Companies striving for innovation sometimes strand themselves in an unfamiliar area, he says, where not only do they struggle to understand the technology; their partners too may be ill-equipped for a radically new direction or simply uncomfortable with it, and the company can find itself having to develop a new set of channels.

As an example of adjacency, Cisco’s core business of hardware for networking has given it skills in transferring large amounts of information quickly, as customers’ business needs demand. This means, in particular, an increasing amount of video.

Hence, Jouret argues, “telepresence” — high-quality videoconferencing, said to make a remote conversation as easy and natural as a face-to-face meeting — offered just such an “adjacent” opportunity. It’s now a significant and growing business for Cisco.

Through being related to core business, the new businesses often have elements of skill and assets in common with one another and so have a certain synergy among themselves, Jouret says.

“Large companies struggle with innovation and people assume that’s because they don’t see enough opportunity,” he says. In fact, they often spread their investment across too many unrelated areas, ending up running too low on funds to continue to invest in many of them until they reach the stage of real payback.

He also wonders whether the timing is right with respect to the market, “and that doesn’t necessarily mean being first. That doesn’t tend to work in technology”.

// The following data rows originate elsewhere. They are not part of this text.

//! Panic containment.
//!
//! [`Recover`] must be the outermost middleware: it can only catch what runs
//! inside it. A panic anywhere downstream becomes a
//! [`RequestError::Panic`], rendered as a `500` with `Connection: close` so
//! the connection is not reused. The process, the rate limiter state and every
//! other in-flight request are unaffected.

use std::any::Any;
use std::panic::AssertUnwindSafe;
use std::sync::Arc;

use futures::FutureExt;
use tracing::error;

use crate::error::RequestError;
use crate::handler::{BoxFuture, BoxedHandler, ErasedHandler};
use crate::middleware::Middleware;
use crate::request::Request;
use crate::response::Response;

/// Panic recovery middleware.
pub struct Recover;

impl Middleware for Recover {
    fn wrap(&self, next: BoxedHandler) -> BoxedHandler {
        Arc::new(Recovered { next })
    }
}

struct Recovered {
    next: BoxedHandler,
}

impl ErasedHandler for Recovered {
    fn call(&self, req: Request) -> BoxFuture {
        let next = Arc::clone(&self.next);
        Box::pin(async move {
            // `next.call` runs inside the guarded future so a panic while
            // building the downstream future is caught too.
            let guarded = AssertUnwindSafe(async move { next.call(req).await });

            match guarded.catch_unwind().await {
                Ok(res) => res,
                Err(payload) => {
                    let err = RequestError::Panic(panic_message(payload.as_ref()));
                    error!(error = %err, "request panicked");

                    let mut res = Response::server_error(&err);
                    res.set_header("connection", "close");
                    res
                }
            }
        })
    }
}

fn panic_message(payload: &(dyn Any + Send)) -> String {
    if let Some(s) = payload.downcast_ref::<&str>() {
        (*s).to_owned()
    } else if let Some(s) = payload.downcast_ref::<String>() {
        s.clone()
    } else {
        "unknown panic payload".to_owned()
    }
}

#[cfg(test)]
mod tests {
    use bytes::Bytes;
    use http::StatusCode;

    use super::*;
    use crate::middleware::Pipeline;

    async fn app(req: Request) -> Response {
        match req.path() {
            "/boom" => panic!("boom"),
            _ => Response::text("fine"),
        }
    }

    fn request(path: &str) -> Request {
        let req = http::Request::builder().uri(path).body(Bytes::new()).unwrap();
        Request::from_http(req, None)
    }

    #[tokio::test]
    async fn panic_becomes_500_and_chain_keeps_serving() {
        let chain = Pipeline::new().wrap(Recover).handler(app);

        let res = chain.call(request("/boom")).await;
        assert_eq!(res.status_code(), StatusCode::INTERNAL_SERVER_ERROR);
        assert_eq!(res.header("connection"), Some("close"));
        let body: serde_json::Value = serde_json::from_slice(res.body()).unwrap();
        assert_eq!(body["error"]["kind"], "panic");
        assert_eq!(body["error"]["status"], 500);

        let res = chain.call(request("/")).await;
        assert_eq!(res.status_code(), StatusCode::OK);
        assert_eq!(res.body(), b"fine");
        assert!(res.header("connection").is_none());
    }

    #[tokio::test]
    async fn synchronous_panic_in_handler_construction_is_caught() {
        let chain = Pipeline::new()
            .wrap(Recover)
            .handler(|_req: Request| -> std::future::Ready<Response> {
                panic!("before any future exists")
            });

        let res = chain.call(request("/")).await;
        assert_eq!(res.status_code(), StatusCode::INTERNAL_SERVER_ERROR);
    }

    #[test]
    fn payload_rendering() {
        assert_eq!(panic_message(&"boom"), "boom");
        assert_eq!(panic_message(&String::from("tenant 42 missing")), "tenant 42 missing");
        assert_eq!(panic_message(&7_u32), "unknown panic payload");
    }
}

If you’re first, he says, you have to educate all your potential customers. “In my former field of pharmaceuticals it is important. If you’re first to market with a new drug, you usually get about half the market share. But that’s not so with technology. The iPod wasn’t the first mp3 player and Google wasn’t the first search engine.”

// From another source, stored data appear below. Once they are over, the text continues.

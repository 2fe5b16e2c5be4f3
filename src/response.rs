//! Outgoing HTTP response type, the [`IntoResponse`] conversion trait, and the
//! error envelope every middleware renders its failures with.
//!
//! Build a [`Response`] in your handler and return it. Middleware that
//! short-circuits a request (rate limit exceeded, panic, unresolvable peer)
//! uses [`Response::too_many_requests`] and [`Response::server_error`] so
//! every failure a caller sees has the same shape:
//!
//! ```json
//! {"error":{"status":429,"kind":"rate_limit_exceeded","message":"rate limit exceeded","retry_after":1}}
//! ```

use std::time::Duration;

use bytes::Bytes;
use http::header::{HeaderName, HeaderValue};
use http::StatusCode;
use http_body_util::Full;
use serde::Serialize;
use tracing::warn;

use crate::error::RequestError;

// ── Response ─────────────────────────────────────────────────────────────────

/// An outgoing HTTP response.
///
/// ```rust
/// use turnstile::Response;
/// use http::StatusCode;
///
/// Response::json(br#"{"id":1}"#.to_vec());
/// Response::text("hello");
/// Response::status(StatusCode::NO_CONTENT);
///
/// Response::builder()
///     .status(StatusCode::CREATED)
///     .header("location", "/tenants/42")
///     .json(br#"{"id":42}"#.to_vec());
/// ```
pub struct Response {
    pub(crate) body: Vec<u8>,
    pub(crate) headers: Vec<(String, String)>,
    pub(crate) status: StatusCode,
}

impl Response {
    /// `200 OK` — `application/json`.
    pub fn json(body: Vec<u8>) -> Self {
        Self::builder().json(body)
    }

    /// `200 OK` — `text/plain; charset=utf-8`.
    pub fn text(body: impl Into<String>) -> Self {
        Self::builder().text(body)
    }

    /// Response with no body.
    pub fn status(code: StatusCode) -> Self {
        Self { body: Vec::new(), headers: Vec::new(), status: code }
    }

    /// Builder for responses that need a custom status or extra headers.
    pub fn builder() -> ResponseBuilder {
        ResponseBuilder { headers: Vec::new(), status: StatusCode::OK }
    }

    /// `500 Internal Server Error` envelope for a per-request failure.
    ///
    /// Only the error's kind reaches the client. Panic payloads and other
    /// details stay in the logs.
    pub fn server_error(err: &RequestError) -> Self {
        let envelope = Envelope::new(
            StatusCode::INTERNAL_SERVER_ERROR,
            err.kind(),
            "the server encountered a problem and could not process your request",
        );
        envelope.render(Self::builder().status(StatusCode::INTERNAL_SERVER_ERROR))
    }

    /// `429 Too Many Requests` envelope.
    ///
    /// With `retry_after`, also sets `Retry-After` in whole seconds, rounded
    /// up and never below one.
    pub fn too_many_requests(retry_after: Option<Duration>) -> Self {
        let mut envelope = Envelope::new(
            StatusCode::TOO_MANY_REQUESTS,
            "rate_limit_exceeded",
            "rate limit exceeded",
        );
        let mut builder = Self::builder().status(StatusCode::TOO_MANY_REQUESTS);

        if let Some(wait) = retry_after {
            let secs = retry_after_secs(wait);
            envelope.error.retry_after = Some(secs);
            builder = builder.header("retry-after", &secs.to_string());
        }

        envelope.render(builder)
    }

    pub fn status_code(&self) -> StatusCode { self.status }

    pub fn body(&self) -> &[u8] { &self.body }

    /// First value of header `name` (case-insensitive).
    pub fn header(&self, name: &str) -> Option<&str> {
        self.headers.iter()
            .find(|(k, _)| k.eq_ignore_ascii_case(name))
            .map(|(_, v)| v.as_str())
    }

    /// Sets header `name`, replacing any previous value.
    pub fn set_header(&mut self, name: &str, value: &str) {
        self.headers.retain(|(k, _)| !k.eq_ignore_ascii_case(name));
        self.headers.push((name.to_owned(), value.to_owned()));
    }

    /// Converts into the hyper-facing response.
    ///
    /// Header pairs that are not valid HTTP are dropped with a warning rather
    /// than failing the whole response.
    pub(crate) fn into_inner(self) -> http::Response<Full<Bytes>> {
        let mut res = http::Response::new(Full::new(Bytes::from(self.body)));
        *res.status_mut() = self.status;

        for (name, value) in self.headers {
            match (HeaderName::try_from(name.as_str()), HeaderValue::try_from(value.as_str())) {
                (Ok(name), Ok(value)) => {
                    res.headers_mut().append(name, value);
                }
                _ => warn!(header = %name, "dropping invalid response header"),
            }
        }

        res
    }
}

fn retry_after_secs(wait: Duration) -> u64 {
    let secs = wait.as_secs() + u64::from(wait.subsec_nanos() > 0);
    secs.max(1)
}

// ── Error envelope ───────────────────────────────────────────────────────────

#[derive(Serialize)]
struct Envelope {
    error: EnvelopeBody,
}

#[derive(Serialize)]
struct EnvelopeBody {
    status: u16,
    kind: &'static str,
    message: &'static str,
    #[serde(skip_serializing_if = "Option::is_none")]
    retry_after: Option<u64>,
}

impl Envelope {
    fn new(status: StatusCode, kind: &'static str, message: &'static str) -> Self {
        Self {
            error: EnvelopeBody { status: status.as_u16(), kind, message, retry_after: None },
        }
    }

    fn render(&self, builder: ResponseBuilder) -> Response {
        match serde_json::to_vec(self) {
            Ok(bytes) => builder.json(bytes),
            Err(e) => {
                warn!("failed to serialise error envelope: {e}");
                builder.no_body()
            }
        }
    }
}

// ── ResponseBuilder ───────────────────────────────────────────────────────────

/// Fluent builder for [`Response`].
///
/// Obtain via [`Response::builder()`]. Defaults to `200 OK`.
/// Terminated by a typed body method.
pub struct ResponseBuilder {
    headers: Vec<(String, String)>,
    status: StatusCode,
}

impl ResponseBuilder {
    pub fn status(mut self, code: StatusCode) -> Self {
        self.status = code;
        self
    }

    pub fn header(mut self, name: &str, value: &str) -> Self {
        self.headers.push((name.to_owned(), value.to_owned()));
        self
    }

    /// Terminate with a JSON body (`application/json`).
    pub fn json(self, body: Vec<u8>) -> Response {
        self.finish("application/json", body)
    }

    /// Terminate with a plain-text body (`text/plain; charset=utf-8`).
    pub fn text(self, body: impl Into<String>) -> Response {
        self.finish("text/plain; charset=utf-8", body.into().into_bytes())
    }

    /// Terminate with no body.
    pub fn no_body(self) -> Response {
        Response { body: Vec::new(), headers: self.headers, status: self.status }
    }

    fn finish(self, content_type: &str, body: Vec<u8>) -> Response {
        let mut headers = vec![("content-type".to_owned(), content_type.to_owned())];
        headers.extend(self.headers);
        Response { body, headers, status: self.status }
    }
}

// ── IntoResponse ──────────────────────────────────────────────────────────────

/// Conversion into an HTTP [`Response`].
///
/// Implement on your own types to return them directly from handlers.
pub trait IntoResponse {
    fn into_response(self) -> Response;
}

impl IntoResponse for Response {
    fn into_response(self) -> Response { self }
}

impl IntoResponse for &'static str {
    fn into_response(self) -> Response { Response::text(self) }
}

impl IntoResponse for String {
    fn into_response(self) -> Response { Response::text(self) }
}

/// Return a bare status from a handler: `return StatusCode::NOT_FOUND`
impl IntoResponse for StatusCode {
    fn into_response(self) -> Response { Response::status(self) }
}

Jouret’s team also looks for “a key disruption”, which makes people aware of the need for the product or service. In the case of telepresence, the pressure to reduce costs and a drive to sustainability meant businesses pared their travel budgets.

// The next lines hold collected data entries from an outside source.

//! Per-client rate limiter state.
//!
//! The store is the only state shared between concurrent requests and the
//! reaper. It is a sharded map: every operation on one client runs under that
//! client's shard lock, so lookup, `last_seen` refresh and token consumption
//! form one linearizable step per client. The lock is never held across an
//! `.await`.

use std::net::IpAddr;
use std::time::Duration;

use dashmap::DashMap;
use dashmap::mapref::one::RefMut;
use tokio::time::Instant;

use super::bucket::TokenBucket;

/// Rate limiter state for one client.
#[derive(Debug)]
pub struct ClientEntry {
    pub limiter: TokenBucket,
    pub last_seen: Instant,
}

/// Outcome of an admission check.
#[derive(Debug, Clone, Copy, PartialEq, Eq)]
pub enum Admission {
    Allowed,
    /// Denied. `retry_after` is `None` when the bucket never refills.
    Denied { retry_after: Option<Duration> },
}

impl Admission {
    pub fn is_allowed(&self) -> bool {
        matches!(self, Self::Allowed)
    }
}

/// Concurrent map from client identity to [`ClientEntry`].
///
/// Unbounded by size: the reaper's staleness sweep is the only bound on
/// memory.
#[derive(Debug)]
pub struct ClientStore {
    rate: f64,
    burst: u32,
    clients: DashMap<IpAddr, ClientEntry>,
}

impl ClientStore {
    /// New clients start with a full bucket of `burst` tokens refilled at
    /// `rate` per second.
    pub fn new(rate: f64, burst: u32) -> Self {
        Self { rate, burst, clients: DashMap::new() }
    }

    /// Returns the entry for `client`, inserting a fresh one if absent, and
    /// marks it seen at `now`. `last_seen` never moves backwards, even when a
    /// caller that read the clock earlier takes the lock later.
    ///
    /// The returned guard holds the client's shard lock. Drop it before
    /// awaiting anything.
    pub fn get_or_create(&self, client: IpAddr, now: Instant) -> RefMut<'_, IpAddr, ClientEntry> {
        let mut entry = self.clients.entry(client).or_insert_with(|| ClientEntry {
            limiter: TokenBucket::new_at(self.rate, self.burst, now),
            last_seen: now,
        });
        entry.last_seen = entry.last_seen.max(now);
        entry
    }

    /// Marks `client` seen and tries to take one token, atomically.
    pub fn admit(&self, client: IpAddr, now: Instant) -> Admission {
        let mut entry = self.get_or_create(client, now);
        if entry.limiter.allow_at(now) {
            Admission::Allowed
        } else {
            Admission::Denied { retry_after: entry.limiter.retry_after(now) }
        }
    }

    /// Removes every client not seen for longer than `stale_after`. Returns
    /// how many were removed.
    pub fn sweep(&self, stale_after: Duration, now: Instant) -> usize {
        let before = self.clients.len();
        self.clients
            .retain(|_, entry| now.saturating_duration_since(entry.last_seen) <= stale_after);
        before.saturating_sub(self.clients.len())
    }

    pub fn len(&self) -> usize {
        self.clients.len()
    }

    pub fn is_empty(&self) -> bool {
        self.clients.is_empty()
    }

    pub fn contains(&self, client: &IpAddr) -> bool {
        self.clients.contains_key(client)
    }
}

Lastly, differentiation is important, Jouret says. While it may be good for the market to be primed with products or services in the same general area, and it’s easy to copy someone else’s innovation, that doesn’t maximise returns; your product or service must have a vital point of difference. Moreover, that difference must continue in the long term, he says, which means continually re-examining and tweaking the product to retain its edge.

Jouret’s career took a serendipitous route to Cisco. He qualified as an electrical engineer in the US and the UK, but ended up working for a pharmaceutical company in the 1990s, “because there was a recession and it was the first good job I could find”.

He was put in charge of computing to serve the needs of the research laboratory and was responsible for introducing the internet and intranets into the company.

“In so doing, I came across Cisco. I’d never heard of them, but when we were looking at suppliers for our network I saw they had 65 percent of the market for this interesting thing called a router. We chose their equipment and two weeks after that I saw an advertisement where Cisco was looking for a head of IT for Europe.

“So I applied and got the job, and now I’ve been with the company for 15 years. I was seven years in IT, then became part of the internet business solutions group in Asia. Then I was invited to come to head office and two years after that to join the then new emerging technologies group. That was in March of 2006.”

“Thinking as a user of IT gave me a different perspective as CTO,” he says. “What I had to learn after I started was how do we build product, how long does it take us and what are some of the ‘gotchas’ in building product and assembling teams to build product.

“You’re placing a four to five year bet,” he says. “It takes about a year and a half to get the product out and another two to three years to figure out whether we’ve got it right, and in the meantime the market has moved on.”

As such, there is always a degree of uncertainty and a need for continued reappraisal, but it’s a business environment he enjoys.